The base path to storage location.

from_storage(path, file_hash, **kwargs) classmethod

Load the document node from storage.

Parameters:

Name Type Description Default
path str

The base path to storage location. - Example (S3): "s3://bucket-name/key/to/folder" - Example (Local FS): "/tmp/docprompt/storage"

required
file_hash str

The hash of the document.

required
**kwargs

Additional keyword arguments for fsspec FileSystem

{}

Returns:

Name Type Description
DocumentNode Self

The loaded document node.

Source code in docprompt/schema/pipeline/node/document.py
@classmethod
def from_storage(cls, path: str, file_hash: str, **kwargs) -> Self:
    """Load the document node from storage.

    Args:
        path (str): The base path to storage location.
            - Example (S3): "s3://bucket-name/key/to/folder"
            - Example (Local FS): "/tmp/docprompt/storage"
        file_hash (str): The hash of the document.
        **kwargs: Additional keyword arguments for fsspec FileSystem

    Returns:
        DocumentNode: The loaded document node.
    """

    fs_manager = FileSystemManager(path, **kwargs)

    pdf_bytes, metadata_bytes, page_metadata_bytes = fs_manager.read(
        file_hash, **kwargs
    )

    doc = PdfDocument.from_bytes(pdf_bytes, name=fs_manager.get_pdf_name(file_hash))
    node = cls.from_document(doc)

    if metadata_bytes:
        metadata_json = json.loads(metadata_bytes.decode("utf-8"))
        metadata = cls.metadata_class().from_owner(node, **metadata_json)
    else:
        metadata = cls.metadata_class().from_owner(node, **{})

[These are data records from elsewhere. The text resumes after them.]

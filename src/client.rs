//! Secure messaging client
//!
//! [`SecureMessagingClient`] ties the identity, contact book, message store
//! and relay connection of one profile together. It is the surface the CLI
//! and any local control plane call into.

use std::path::PathBuf;
use std::sync::Arc;

use serde::Serialize;
use thiserror::Error;
use tokio::sync::RwLock;
use tracing::{info, warn};

use crate::config::ClientConfig;
use crate::connection::{
    ConnectionManager, ConnectionState, MessageCallback, SendError, SendOutcome,
};
use crate::crypto::short_identifier;
use crate::store::{
    Contact, ContactBook, FuzzyMatch, IdentityStore, LoadedIdentity, MessageStore, Resolution,
    StoreError, StoredMessage, DEFAULT_FUZZY_THRESHOLD,
};
use crate::transport::{Connector, WebSocketConnector};

/// Client-level errors
#[derive(Error, Debug)]
pub enum ClientError {
    /// `initialize()` has not run
    #[error("Client not initialized")]
    NotInitialized,

    /// Local storage failed
    #[error(transparent)]
    Store(#[from] StoreError),

    /// A send was refused
    #[error(transparent)]
    Send(#[from] SendError),

    /// No contact matches a name
    #[error("No contact named '{0}'")]
    UnknownRecipient(String),

    /// No exact match for a name, but similar contacts exist
    #[error("No contact named '{name}'; did you mean {}?", suggestion_names(.suggestions))]
    AmbiguousRecipient {
        /// Name that was looked up
        name: String,
        /// Closest contacts, best first
        suggestions: Vec<FuzzyMatch>,
    },
}

fn suggestion_names(suggestions: &[FuzzyMatch]) -> String {
    suggestions
        .iter()
        .map(|s| format!("'{}'", s.name))
        .collect::<Vec<_>>()
        .join(", ")
}

/// Result type for client operations
pub type ClientResult<T> = Result<T, ClientError>;

/// Snapshot of a client for status displays
#[derive(Clone, Debug, PartialEq, Serialize)]
pub struct ClientStatus {
    /// Own identifier
    pub did: String,
    /// Relay base URL
    pub relay: String,
    /// Whether a relay session is open
    pub connected: bool,
    /// Number of contacts
    pub contacts: usize,
    /// Number of stored messages
    pub messages: usize,
    /// Messages waiting for a connection
    pub queued: usize,
    /// Automatic reconnection has given up; only a manual connect retries
    pub reconnect_exhausted: bool,
    /// Profile directory
    pub data_dir: PathBuf,
}

struct Ready<C: Connector> {
    identity: LoadedIdentity,
    contacts: Arc<RwLock<ContactBook>>,
    messages: Arc<MessageStore>,
    connection: ConnectionManager<C>,
}

/// One profile's messaging client
pub struct SecureMessagingClient<C: Connector = WebSocketConnector> {
    config: ClientConfig,
    connector: C,
    pending_callback: Option<MessageCallback>,
    ready: Option<Ready<C>>,
}

impl SecureMessagingClient<WebSocketConnector> {
    /// Client talking to the configured relay over WebSocket
    pub fn new(config: ClientConfig) -> Self {
        Self::with_connector(config, WebSocketConnector)
    }
}

impl<C: Connector + Clone> SecureMessagingClient<C> {
    /// Client using a custom transport connector
    pub fn with_connector(config: ClientConfig, connector: C) -> Self {
        SecureMessagingClient {
            config,
            connector,
            pending_callback: None,
            ready: None,
        }
    }

    /// Load or create the identity and open the local stores
    ///
    /// Safe to call more than once.
    pub async fn initialize(&mut self) -> ClientResult<()> {
        if self.ready.is_some() {
            return Ok(());
        }

        let data_dir = &self.config.data_dir;
        let identity = IdentityStore::load_or_create(data_dir)?;
        let contacts = Arc::new(RwLock::new(ContactBook::open(data_dir)?));
        let messages = Arc::new(MessageStore::open(data_dir)?);

        let connection = ConnectionManager::new(
            self.connector.clone(),
            self.config.endpoint(),
            *identity.keypair.public_key(),
            self.config.reconnect,
            Arc::clone(&contacts),
            Arc::clone(&messages),
        );
        if let Some(callback) = self.pending_callback.take() {
            connection.set_callback(Some(callback)).await;
        }

        info!(
            did = %short_identifier(&identity.did),
            data_dir = %data_dir.display(),
            "Client initialized"
        );
        self.ready = Some(Ready {
            identity,
            contacts,
            messages,
            connection,
        });
        Ok(())
    }

    fn ready(&self) -> ClientResult<&Ready<C>> {
        self.ready.as_ref().ok_or(ClientError::NotInitialized)
    }

    /// Open the relay session; see [`ConnectionManager::connect`]
    pub async fn connect(&self) -> ClientResult<bool> {
        Ok(self.ready()?.connection.connect().await)
    }

    /// Close the relay session, keeping queued messages
    pub async fn disconnect(&self) -> ClientResult<()> {
        self.ready()?.connection.disconnect().await;
        Ok(())
    }

    /// Whether a relay session is open
    pub async fn is_connected(&self) -> bool {
        match &self.ready {
            Some(ready) => ready.connection.is_connected().await,
            None => false,
        }
    }

    /// Connection lifecycle state
    pub async fn state(&self) -> ConnectionState {
        match &self.ready {
            Some(ready) => ready.connection.state().await,
            None => ConnectionState::Disconnected,
        }
    }

    /// Whether automatic reconnection has given up
    pub async fn reconnect_exhausted(&self) -> bool {
        match &self.ready {
            Some(ready) => ready.connection.reconnect_exhausted().await,
            None => false,
        }
    }

    /// Send `text` to an identifier
    ///
    /// The contact book is re-read first so contacts added by another
    /// process are honored.
    pub async fn send_message(&self, did: &str, text: &str) -> ClientResult<SendOutcome> {
        let ready = self.ready()?;

        if let Err(e) = ready.contacts.write().await.reload() {
            warn!(error = %e, "Could not reload contacts, using cached copy");
        }

        Ok(ready.connection.send(did, text).await?)
    }

    /// Send `text` to a contact by name
    ///
    /// Only an exact (case-insensitive) match is sent to; otherwise the
    /// closest names are returned in [`ClientError::AmbiguousRecipient`].
    pub async fn send_to_name(&self, name: &str, text: &str) -> ClientResult<SendOutcome> {
        let resolution = {
            let ready = self.ready()?;
            let mut contacts = ready.contacts.write().await;
            if let Err(e) = contacts.reload() {
                warn!(error = %e, "Could not reload contacts, using cached copy");
            }
            contacts.resolve(name)
        };

        match resolution {
            Resolution::Exact(did) => self.send_message(&did, text).await,
            Resolution::Suggestions(suggestions) => Err(ClientError::AmbiguousRecipient {
                name: name.to_string(),
                suggestions,
            }),
            Resolution::NotFound => Err(ClientError::UnknownRecipient(name.to_string())),
        }
    }

    /// Stored messages, newest first
    pub fn get_messages(
        &self,
        limit: Option<usize>,
        sender_filter: Option<&str>,
    ) -> ClientResult<Vec<StoredMessage>> {
        Ok(self.ready()?.messages.list(limit, sender_filter)?)
    }

    /// Add or replace a contact
    pub async fn add_contact(&self, name: &str, did: &str, notes: &str) -> ClientResult<()> {
        self.ready()?.contacts.write().await.add(name, did, notes)?;
        Ok(())
    }

    /// All contacts in insertion order
    pub async fn get_contacts(&self) -> ClientResult<Vec<Contact>> {
        Ok(self.ready()?.contacts.read().await.list().to_vec())
    }

    /// Identifier of the contact named `name`, ignoring case
    pub async fn find_contact_by_name(&self, name: &str) -> ClientResult<Option<String>> {
        let contacts = self.ready()?.contacts.read().await;
        Ok(contacts.find_exact(name).map(str::to_string))
    }

    /// Contacts similar to `name`, best first
    pub async fn find_contacts_fuzzy(
        &self,
        name: &str,
        threshold: Option<f64>,
    ) -> ClientResult<Vec<FuzzyMatch>> {
        let contacts = self.ready()?.contacts.read().await;
        Ok(contacts.find_fuzzy(name, threshold.unwrap_or(DEFAULT_FUZZY_THRESHOLD)))
    }

    /// Own identifier
    pub fn did(&self) -> ClientResult<&str> {
        Ok(&self.ready()?.identity.did)
    }

    /// Own public key as carried in the identifier (base64url, unpadded)
    pub fn public_key_base64(&self) -> ClientResult<String> {
        Ok(self.ready()?.identity.keypair.public_key().to_base64())
    }

    /// Install the handler for decrypted inbound messages
    pub async fn set_message_callback(&mut self, callback: MessageCallback) {
        match &self.ready {
            Some(ready) => ready.connection.set_callback(Some(callback)).await,
            None => self.pending_callback = Some(callback),
        }
    }

    /// Status snapshot
    pub async fn status(&self) -> ClientResult<ClientStatus> {
        let ready = self.ready()?;

        Ok(ClientStatus {
            did: ready.identity.did.clone(),
            relay: self.config.relay_url.clone(),
            connected: ready.connection.is_connected().await,
            contacts: ready.contacts.read().await.len(),
            messages: ready.messages.count()?,
            queued: ready.connection.queued().await,
            reconnect_exhausted: ready.connection.reconnect_exhausted().await,
            data_dir: self.config.data_dir.clone(),
        })
    }

    /// Configuration this client was built with
    pub fn config(&self) -> &ClientConfig {
        &self.config
    }
}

    if page_metadata_bytes:
        page_metadata_json = [
            json.loads(page_str)
            for page_str in json.loads(page_metadata_bytes.decode("utf-8"))
        ]
        page_metadata = [
            cls.page_metadata_class()(**page) for page in page_metadata_json
        ]
    else:
        page_metadata = [cls.page_metadata_class()(**{}) for _ in range(len(doc))]

    # Store the metadata on the node and page nodes
    node.metadata = metadata
    for page, meta in zip(node.page_nodes, page_metadata):
        meta.set_owner(page)
        page.metadata = meta

    # Make sure to set the persistance path on the node
    node.persistance_path = path

    return node

metadata_class() classmethod

Get the metadata class for instantiating metadata from the model.

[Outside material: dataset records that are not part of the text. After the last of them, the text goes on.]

/// Why a send was refused
#[derive(Error, Debug, Clone, PartialEq, Eq)]
pub enum SendError {
    /// Recipient is not in the contact book
    #[error("Unknown recipient: {0}")]
    UnknownRecipient(String),

    /// Recipient identifier is not a `did:key:ed25519:` identifier
    #[error("Unsupported identifier: {0}")]
    UnsupportedIdentifier(String),

    /// Encryption failed
    #[error(transparent)]
    Crypto(#[from] CryptoError),

    /// The relay session failed while writing
    #[error(transparent)]
    Transport(#[from] TransportError),
}

/// Handler for decrypted inbound messages: `(sender, plaintext, timestamp)`
pub type MessageCallback = Arc<dyn Fn(&str, &str, &str) + Send + Sync>;

/// Request to the session task
enum Command {
    Send {
        frame: String,
        reply: oneshot::Sender<Result<(), TransportError>>,
    },
}

struct Shared {
    status: ConnectionState,
    backoff: Backoff,
    queue: VecDeque<QueuedMessage>,
    session: Option<mpsc::Sender<Command>>,
    session_task: Option<JoinHandle<()>>,
    reconnect: Option<JoinHandle<()>>,
    generation: u64,
    gave_up: bool,
    callback: Option<MessageCallback>,
}

struct Inner<C> {
    connector: C,
    endpoint: String,
    did: String,
    public_key: PublicKey,
    contacts: Arc<RwLock<ContactBook>>,
    messages: Arc<MessageStore>,
    state: Mutex<Shared>,
}

/// Cloneable handle to one client's relay connection
pub struct ConnectionManager<C: Connector> {
    inner: Arc<Inner<C>>,
}

impl<C: Connector> Clone for ConnectionManager<C> {
    fn clone(&self) -> Self {
        ConnectionManager {
            inner: Arc::clone(&self.inner),
        }
    }
}

impl<C: Connector> ConnectionManager<C> {
    /// Create a disconnected manager for the identity owning `public_key`
    pub fn new(
        connector: C,
        endpoint: impl Into<String>,
        public_key: PublicKey,
        policy: ReconnectPolicy,
        contacts: Arc<RwLock<ContactBook>>,
        messages: Arc<MessageStore>,
    ) -> Self {
        ConnectionManager {
            inner: Arc::new(Inner {
                connector,
                endpoint: endpoint.into(),
                did: public_key.to_identifier(),
                public_key,
                contacts,
                messages,
                state: Mutex::new(Shared {
                    status: ConnectionState::Disconnected,
                    backoff: Backoff::new(policy),
                    queue: VecDeque::new(),
                    session: None,
                    session_task: None,
                    reconnect: None,
                    generation: 0,
                    gave_up: false,
                    callback: None,
                }),
            }),
        }
    }

    /// Open a session unless one is open or opening
    ///
    /// Returns `true` if connected, or if another connect is already in
    /// flight. A failure schedules an automatic retry.
    pub async fn connect(&self) -> bool {
        let generation = {
            let mut shared = self.inner.state.lock().await;
            if shared.status != ConnectionState::Disconnected {
                debug!(state = ?shared.status, "Connect ignored, session already active");
                return true;
            }
            if let Some(timer) = shared.reconnect.take() {
                timer.abort();
            }
            shared.status = ConnectionState::Connecting;
            shared.generation
        };

        self.inner.open_session(generation).await
    }

    /// Close the session and cancel any pending reconnect
    ///
    /// The outbound queue is kept for the next connect.
    pub async fn disconnect(&self) {
        let (session, task) = {
            let mut shared = self.inner.state.lock().await;
            shared.generation += 1;
            if let Some(timer) = shared.reconnect.take() {
                timer.abort();
            }
            shared.status = ConnectionState::Disconnected;
            (shared.session.take(), shared.session_task.take())
        };

        // Dropping the last sender ends the session task, which closes the transport
        drop(session);
        if let Some(task) = task {
            let _ = task.await;
        }
        info!("Disconnected from relay");
    }

    /// Encrypt and send `content` to `to`, or queue it while not connected
    pub async fn send(&self, to: &str, content: &str) -> Result<SendOutcome, SendError> {
        let session = {
            let mut shared = self.inner.state.lock().await;
            match (shared.status, shared.session.clone()) {
                (ConnectionState::Connected, Some(session)) => session,
                _ => {
                    shared.queue.push_back(QueuedMessage {
                        to: to.to_string(),
                        content: content.to_string(),
                        queued_at: Utc::now(),
                    });
                    info!(
                        to = %short_identifier(to),
                        queued = shared.queue.len(),
                        "Not connected, message queued"
                    );
                    return Ok(SendOutcome::Queued);
                }
            }
        };

        self.inner.transmit(&session, to, content).await?;
        Ok(SendOutcome::Sent)
    }

    /// Current lifecycle state
    pub async fn state(&self) -> ConnectionState {
        self.inner.state.lock().await.status
    }

    /// Whether a session is open
    pub async fn is_connected(&self) -> bool {
        self.state().await == ConnectionState::Connected
    }

    /// Number of messages waiting for a connection
    pub async fn queued(&self) -> usize {
        self.inner.state.lock().await.queue.len()
    }

    /// Whether automatic reconnection has given up
    pub async fn reconnect_exhausted(&self) -> bool {
        self.inner.state.lock().await.gave_up
    }

    /// Replace the inbound message handler
    pub async fn set_callback(&self, callback: Option<MessageCallback>) {
        self.inner.state.lock().await.callback = callback;
    }

    /// This client's identifier
    pub fn did(&self) -> &str {
        &self.inner.did
    }

    /// The relay endpoint sessions are opened to
    pub fn endpoint(&self) -> &str {
        &self.inner.endpoint
    }
}
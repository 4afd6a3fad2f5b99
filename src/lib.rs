//! # Agent Messenger
//!
//! End-to-end encrypted messaging between `did:key` identities through an
//! untrusted relay.
//!
//! ## Features
//!
//! - **Self-certifying identifiers**: `did:key:ed25519:` + the public key
//! - **Encrypted payloads**: zlib + ChaCha20-Poly1305; the relay only sees ciphertext
//! - **Offline queueing** with automatic reconnect and exponential backoff
//! - **Local stores** for identity, contacts (exact and fuzzy lookup) and messages
//!
//! ## Quick Start
//!
//! ```rust,no_run
//! use agent_messenger::{ClientConfig, SecureMessagingClient};
//!
//! # async fn run() -> Result<(), agent_messenger::ClientError> {
//! let mut client = SecureMessagingClient::new(ClientConfig::default());
//! client.initialize().await?;
//! println!("My identifier: {}", client.did()?);
//!
//! client.add_contact("Bob", "did:key:ed25519:...", "").await?;
//! client.connect().await?;
//! client.send_to_name("bob", "hello").await?;
//! # Ok(())
//! # }
//! ```
//!
//! ## Architecture
//!
//! ```text
//! ┌─────────────────────────────────────────────┐
//! │               CLIENT FAÇADE                 │
//! │   initialize | connect | send | messages    │
//! └─────────────────────┬───────────────────────┘
//!                       │
//! ┌─────────────────────▼───────────────────────┐
//! │            CONNECTION MANAGER               │
//! │   state machine | queue | reconnect timer   │
//! └──────────┬──────────────────────┬───────────┘
//!            │                      │
//! ┌──────────▼──────────┐ ┌─────────▼───────────┐
//! │       CRYPTO        │ │        STORE        │
//! │ Ed25519 | HKDF |    │ │ identity | contacts │
//! │ ChaCha20 | zlib     │ │ messages | lock     │
//! └─────────────────────┘ └─────────────────────┘
//!            │
//! ┌──────────▼──────────────────────────────────┐
//! │             TRANSPORT LAYER                 │
//! │          WebSocket | In-memory              │
//! └─────────────────────────────────────────────┘
//! ```
//!
//! ## Security caveats
//!
//! The message key is derived from the recipient's public key alone and every
//! message uses the same nonce. Anyone who knows a recipient's identifier can
//! derive the key, and equal plaintexts produce equal ciphertexts. Both are
//! part of the wire format shared with existing peers.

#![warn(missing_docs)]
#![warn(clippy::all)]

pub mod client;
pub mod config;
pub mod connection;
pub mod crypto;
pub mod store;
pub mod transport;

// Re-export main types at crate root
pub use client::{ClientError, ClientResult, ClientStatus, SecureMessagingClient};
pub use config::{ClientConfig, ReconnectPolicy};
pub use connection::{ConnectionState, MessageCallback, SendError, SendOutcome};
pub use crypto::{CryptoError, CryptoResult, KeyPair, PublicKey, SignatureBytes};
pub use store::{Contact, FuzzyMatch, StoreError, StoredMessage};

Source code in docprompt/schema/pipeline/node/document.py
@classmethod
def metadata_class(cls) -> Type[BaseMetadata]:
    """Get the metadata class for instantiating metadata from the model."""

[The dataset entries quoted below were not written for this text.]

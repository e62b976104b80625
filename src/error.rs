use std::time::Duration;

use thiserror::Error;

use crate::runtime::RuntimeState;

#[derive(Debug, Clone, PartialEq, Error)]
pub enum OrchestrationError {
    #[error("configuration error: {0}")]
    Configuration(String),

    #[error("authentication failed: {0}")]
    Authentication(String),

    #[error("agent '{agent}' invocation failed: {message}")]
    AgentInvocation { agent: String, message: String },

    #[error("orchestration timed out after {waited:?}; outstanding members: {}", pending.join(", "))]
    Timeout {
        waited: Duration,
        pending: Vec<String>,
    },

    #[error("runtime is in state {state:?}; start() must be called before scheduling work")]
    RuntimeNotReady { state: RuntimeState },
}

impl OrchestrationError {
    pub fn invocation(agent: impl Into<String>, err: &anyhow::Error) -> Self {
        OrchestrationError::AgentInvocation {
            agent: agent.into(),
            message: format!("{err:#}"),
        }
    }
}

#[derive(Debug, Clone, Copy, PartialEq, Eq)]
pub enum ErrorCategory {
    Config,
    Auth,
    Agent,
    Timeout,
    Runtime,
    Internal,
}

impl ErrorCategory {
    pub fn code(self) -> &'static str {
        match self {
            ErrorCategory::Config => "CONFIG",
            ErrorCategory::Auth => "AUTH",
            ErrorCategory::Agent => "AGENT",
            ErrorCategory::Timeout => "TIMEOUT",
            ErrorCategory::Runtime => "RUNTIME",
            ErrorCategory::Internal => "INTERNAL",
        }
    }

    pub fn hint(self) -> &'static str {
        match self {
            ErrorCategory::Config => {
                "Check .ensemble/config.toml and the --endpoint/--deployment flags, or set \
                 ENSEMBLE_COMPLETION_ENDPOINT and ENSEMBLE_DEPLOYMENT."
            }
            ErrorCategory::Auth => {
                "Export the credential named by --remote-token-env (default \
                 ENSEMBLE_REMOTE_TOKEN) and verify it has not expired."
            }
            ErrorCategory::Agent => {
                "One or more member agents failed. Retry with RUST_LOG=info for per-agent \
                 request logs."
            }
            ErrorCategory::Timeout => {
                "Raise --timeout-secs or drop slow members from the agent catalog."
            }
            ErrorCategory::Runtime => {
                "The runtime was used before start() or after stop_when_idle(); this is a bug \
                 in the calling code."
            }
            ErrorCategory::Internal => {
                "Retry with RUST_LOG=debug. If it persists, capture logs and open an issue."
            }
        }
    }
}

pub fn categorize_error(err: &anyhow::Error) -> ErrorCategory {
    match err.downcast_ref::<OrchestrationError>() {
        Some(OrchestrationError::Configuration(_)) => ErrorCategory::Config,
        Some(OrchestrationError::Authentication(_)) => ErrorCategory::Auth,
        Some(OrchestrationError::AgentInvocation { .. }) => ErrorCategory::Agent,
        Some(OrchestrationError::Timeout { .. }) => ErrorCategory::Timeout,
        Some(OrchestrationError::RuntimeNotReady { .. }) => ErrorCategory::Runtime,
        None => ErrorCategory::Internal,
    }
}

pub fn format_cli_error(err: &anyhow::Error) -> String {
    let category = categorize_error(err);
    format!("[{}] {:#}\nHint: {}", category.code(), err, category.hint())
}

    fields = cls.model_fields

    # NOTE: The indexing is important here, and relies on the generic type being
    # the SECOND of the two arguments in the `Union` annotation
    metadata_field_annotation = fields["metadata"].annotation

    # If no override has been provided to the metadata model, we want to retrieve
    # it as a TypedDict
    if metadata_field_annotation == DocumentNodeMetadata:
        return BaseMetadata

    if isinstance(metadata_field_annotation, ForwardRef):
        raise ValueError(
            "You cannot define DocumentNode with a ForwardRef for Generic metadata model types."
        )

    # Get the overriden Generic type of th DocumentNodeMetadata
    return metadata_field_annotation

page_metadata_class() classmethod

Get the metadata class for the page nodes in the document.

Source code in docprompt/schema/pipeline/node/document.py
@classmethod
def page_metadata_class(cls) -> Type[Union[dict, BaseModel]]:
    """Get the metadata class for the page nodes in the document."""
    fields = cls.model_fields

    # NOTE: The indexing is important here, and it allows us to get the type of each
    # page node in the `List` annotation
    page_nodes_field_class = fields["page_nodes"].annotation.__args__[0]

    # NOTE: The indexing is important here, and relies on the generic type being
    # the SECOND of the two arguments in the `Union` annotation
    page_node_metadata_field_annotation = page_nodes_field_class.model_fields[
        "metadata"
    ].annotation

    if page_node_metadata_field_annotation == PageNodeMetadata:
        return BaseMetadata

    if isinstance(page_node_metadata_field_annotation, ForwardRef):
        raise ValueError(
            "You cannot define PageNode with a ForwardRef for Generic metadata model types."
        )

    return page_node_metadata_field_annotation

persist(path=None, **kwargs)

Persist a document node to storage.

Parameters:

Name Type Description Default
path Optional[str]

Overwrites the current persistance_path property - If persistance_path is not currently set, path must be provided.

None
**kwargs

Additional keyword arguments for fsspec FileSystem

{}

Returns:

Name Type Description
FileSidecarsPathManager FileSidecarsPathManager

The file path manager for the persisted document node.

Source code in docprompt/schema/pipeline/node/document.py
def persist(self, path: Optional[str] = None, **kwargs) -> FileSidecarsPathManager:
    """Persist a document node to storage.

    Args:
        path (Optional[str]): Overwrites the current `persistance_path` property
            - If `persistance_path` is not currently set, path must be provided.
        **kwargs: Additional keyword arguments for fsspec FileSystem

    Returns:
        FileSidecarsPathManager: The file path manager for the persisted document node.
    """

    path = path or self.persistance_path

    if path is None:
        raise ValueError("The path must be provided to persist the document node.")

    # Make sure to update the persistance path
    self.persistance_path = path

    fs_manager = FileSystemManager(path, **kwargs)

    pdf_bytes = self.document.get_bytes()
    metadata_bytes = bytes(self.metadata.model_dump_json(), encoding="utf-8")
    page_metadata_bytes = bytes(
        json.dumps([page.metadata.model_dump_json() for page in self.page_nodes]),
        encoding="utf-8",
    )

    return fs_manager.write(
        pdf_bytes, metadata_bytes, page_metadata_bytes, **kwargs
    )

refresh_locator()

Refreshes the locator for this document node

Source code in docprompt/schema/pipeline/node/document.py
def refresh_locator(self):
    """
    Refreshes the locator for this document node
    """
    from docprompt.provenance.search import DocumentProvenanceLocator

    if any(not page.ocr_results.result for page in self.page_nodes):
        raise ValueError(
            "Cannot create a locator for a document node with missing OCR results"
        )

    self._locator = DocumentProvenanceLocator.from_document_node(self)

    return self.locator